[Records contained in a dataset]
..........

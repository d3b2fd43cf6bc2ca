//! Benchmark run loop.
//!
//! One session per benchmark × run: build the session layout, extract the
//! task's containers, optionally compile generated test sources, then
//! measure and report every listed class. A failed session is logged and
//! the loop proceeds to the next run.

use crate::commands::Cli;
use crate::compile::CompilerHelper;
use crate::config::{BenchmarkSuite, BenchmarkTask};
use crate::error::CliResult;
use indicatif::{ProgressBar, ProgressStyle};
use medir::{
    CoverageCollector, DirContainer, ImageIndex, SessionConfig, TextReporter, UnitContainer,
};
use std::path::Path;
use std::sync::Arc;
use std::time::Duration;
use tracing::{debug, error, info};

/// Run every benchmark in the suite named by `cli`.
pub fn run_suite(cli: &Cli) -> CliResult<()> {
    let suite = BenchmarkSuite::load(&cli.config)?;
    let reporter = TextReporter::new().detailed(cli.detailed);

    let progress = ProgressBar::new(suite.session_count(cli.runs));
    progress.set_style(
        ProgressStyle::with_template("{bar:40.cyan/blue} {pos}/{len} {msg}")
            .unwrap_or_else(|_| ProgressStyle::default_bar()),
    );

    for (name, task) in &suite.benchmarks {
        for run in 1..=cli.runs {
            progress.set_message(format!("{name}_{run}"));
            debug!(benchmark = name.as_str(), run, "starting session");
            if let Err(err) = run_session(cli, name, run, task, &reporter) {
                error!(benchmark = name.as_str(), run, %err, "session failed; continuing");
            }
            debug!(benchmark = name.as_str(), run, "finished session");
            progress.inc(1);
        }
    }
    progress.finish_with_message("all benchmarks finished");
    debug!("all benchmarks finished");
    Ok(())
}

fn run_session(
    cli: &Cli,
    name: &str,
    run: u32,
    task: &BenchmarkTask,
    reporter: &TextReporter,
) -> CliResult<()> {
    let mut config = SessionConfig::new(cli.base_dir.join(format!("{name}_{run}")))
        .with_dependency_dirs(cli.deps.clone());
    if let Some(secs) = cli.timeout {
        config = config.with_test_deadline(Duration::from_secs(secs));
    }

    let mut containers: Vec<Box<dyn UnitContainer>> =
        vec![Box::new(DirContainer::new(&task.bin_dir))];
    for root in &task.class_path {
        containers.push(Box::new(DirContainer::new(root)));
    }

    let mut index_roots: Vec<&Path> = vec![task.bin_dir.as_path()];
    index_roots.extend(task.class_path.iter().map(|p| p.as_path()));
    let index = ImageIndex::scan(&index_roots);

    let collector =
        CoverageCollector::new(config, &containers)?.with_index(Arc::new(index));

    if let Some(command) = &cli.compiler {
        let mut class_paths = vec![task.bin_dir.clone()];
        class_paths.extend(task.class_path.iter().cloned());
        let helper = CompilerHelper::new(
            command,
            class_paths,
            collector.config().compiled_tests_dir(),
        );
        let compiled = helper.compile_dir(&collector.config().tests_dir());
        debug!(benchmark = name, run, compiled, "compiled generated tests");
    }

    for class in &task.classes {
        info!(target: medir::COVERAGE_TARGET, "Benchmark {name}_{run}");
        debug!(benchmark = name, run, class = class.as_str(), "measuring");
        match collector.measure(class) {
            Ok(report) => reporter.emit(&report),
            Err(err) => {
                error!(class = class.as_str(), %err, "measurement failed; continuing");
            }
        }
    }
    Ok(())
}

..........

[WHAT IS NEEDED]: Search the entries above for the string "Some", and report each line where it occurs.

[FINISHED TASK]:
    if let Some(secs) = cli.timeout {
    if let Some(command) = &cli.compiler {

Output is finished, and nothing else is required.